I'm not Ashlee Simpson, but here are some pieces of me.

The Trials and Tribulations of a 19 year old: Part Peter Pan, Part Genious.

Thursday, June 08, 2006

My Woman Tis of Thee, Sweet Land of You and Me.

This will be scattered thoughts. This will be a little bit of assanine mixed with a little bit of counting my chickens before the incubator even turns on. Quickly, but unsurely I am changing. It must be the change of scenery that's doing it to me. I can't say I can complain. At all.

Last night up in the hotel at Hampton, drunker than drunk, I had an epiphany. It wasn't a momentous event. It was over time; maybe an hour or two. But it happened. Maybe it was the episode of Simpsons Benny and I watched in which Homer learned that success came when he lived each day like it was his last. Maybe it was the heart to heart I had with Benny Case about our similar yet contrasting situations (while basically talking to him for the first time). Or maybe it was when I first opened up to someone I had feelings for in person. Either way, the drunkenness most likely brought it on. But at any rate, I didn't fully realize it until I got back to Massachusetts (by driving on the highway Cough Cough) that I had kicked my least favorite part of my innerself.
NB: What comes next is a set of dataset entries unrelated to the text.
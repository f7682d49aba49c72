use std::io::Read;

use xml::attribute::OwnedAttribute;
use xml::EventReader;

use crate::data::parse_data;
use crate::error::{Diagnostic, TmxError};
use crate::properties::{parse_properties, Properties};
use crate::util::{get_attrs, parse_tag};

/// A rectangular grid of global tile ids, one per cell, row-major.
#[derive(Debug, PartialEq, Eq, Clone)]
pub struct Layer {
    pub name: String,
    /// Width of the layer, in tiles.
    pub width: u32,
    /// Height of the layer, in tiles.
    pub height: u32,
    pub visible: bool,
    pub properties: Properties,
    /// The encoding named by the layer's data element, verbatim.
    pub encoding: String,
    /// The compression named by the layer's data element, if any.
    pub compression: Option<String>,
    /// The decoded global tile ids. `width * height` entries when the data
    /// was well-formed; empty when the encoding was unknown or compressed
    /// data could not be inflated.
    pub tiles: Vec<u32>,
}

impl Layer {
    pub(crate) fn new<R: Read>(
        parser: &mut EventReader<R>,
        attrs: Vec<OwnedAttribute>,
        diagnostics: &mut Vec<Diagnostic>,
    ) -> Result<Layer, TmxError> {
        let (visible, (name, width, height)) = get_attrs!(
            attrs,
            optionals: [
                ("visible", visible, |v: String| v.parse().ok().map(|x: i32| x == 1)),
            ],
            required: [
                ("name", name, |v| Some(v)),
                ("width", width, |v: String| v.parse().ok()),
                ("height", height, |v: String| v.parse().ok()),
            ],
            TmxError::MalformedAttributes(
                "layer must have a name, width and height with correct types".to_string()
            )
        );

        let mut properties = Vec::new();
        let mut data = None;
        parse_tag!(parser, "layer", {
            "data" => |attrs| {
                data = Some(parse_data(parser, attrs, &name, diagnostics)?);
                Ok(())
            },
            "properties" => |_| {
                properties = parse_properties(parser)?;
                Ok(())
            },
        });
        let data = data
            .ok_or_else(|| TmxError::Other(format!("layer \"{}\" has no data element", name)))?;

        Ok(Layer {
            name,
            width,
            height,
            visible: visible.unwrap_or(true),
            properties,
            encoding: data.encoding,
            compression: data.compression,
            tiles: data.tiles,
        })
    }

    /// The global tile id at (x, y), row-major from the top-left cell.
    ///
    /// `None` outside the grid, and for every cell of a layer whose data
    /// failed to decode.
    pub fn tile_at(&self, x: u32, y: u32) -> Option<u32> {
        if x >= self.width || y >= self.height {
            return None;
        }
        self.tiles.get((y * self.width + x) as usize).copied()
    }
}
I have wasted 19 goddamn years fearing rejection, living in the past, and drowning in regret. And to be frank, "fed up" would be an understatement. I'm one of those guys who is on the bubble. I'm not attractive enough to win girls over with my handsome charm, and not quite ugly enough to have to make love to hoodrats. So naturally I need to work for everything. And until now I hadn't been. Introversion was my middle name, and anything I wasn't forced to share I would bottle up in this misshapen head of mine. But now I'm on what I've aptly titled a "Triet." Diet with a kick! Anything I want to say but never had; anything I want to do but had always been too scared to do unless I was inebriated has to be done. No rock will be left unturned. The "No, you shouldn't do/say that" pussy voice with a lisp is on a permanent holiday and will be returning nunca.

Basically, last night I found a way to bottle the loss of inhibition present with alcohol consumption and use it 24/7.

Complete with my newfound outlook on life, I went to work. Minus the work itself, it was probably one of the best nights at MB I've ever had. With no more fear of rejection, I tore that place a new asshole. Figuratively of course.

For the first time in my life I can say I'm in love; and mean it.

2 Comments:

Anonymous Anonymous said...

con quien?

6/10/2006 2:25 PM  
Anonymous Anonymous said...

"To let go isn't to forget, not to think about, or to ignore. it doesn't have feelings of anger, jealousy or regret. letting go isn't about winning or losing. it's not about pride. it's not about obsessing or dwelling on the past. it's not about loss and it isn't defeat. To let go is to cherish memories, but also to overcome them and move on. letting go is accepting. letting go is having courage to accept change, and have strength to keep moving. letting go is growing up."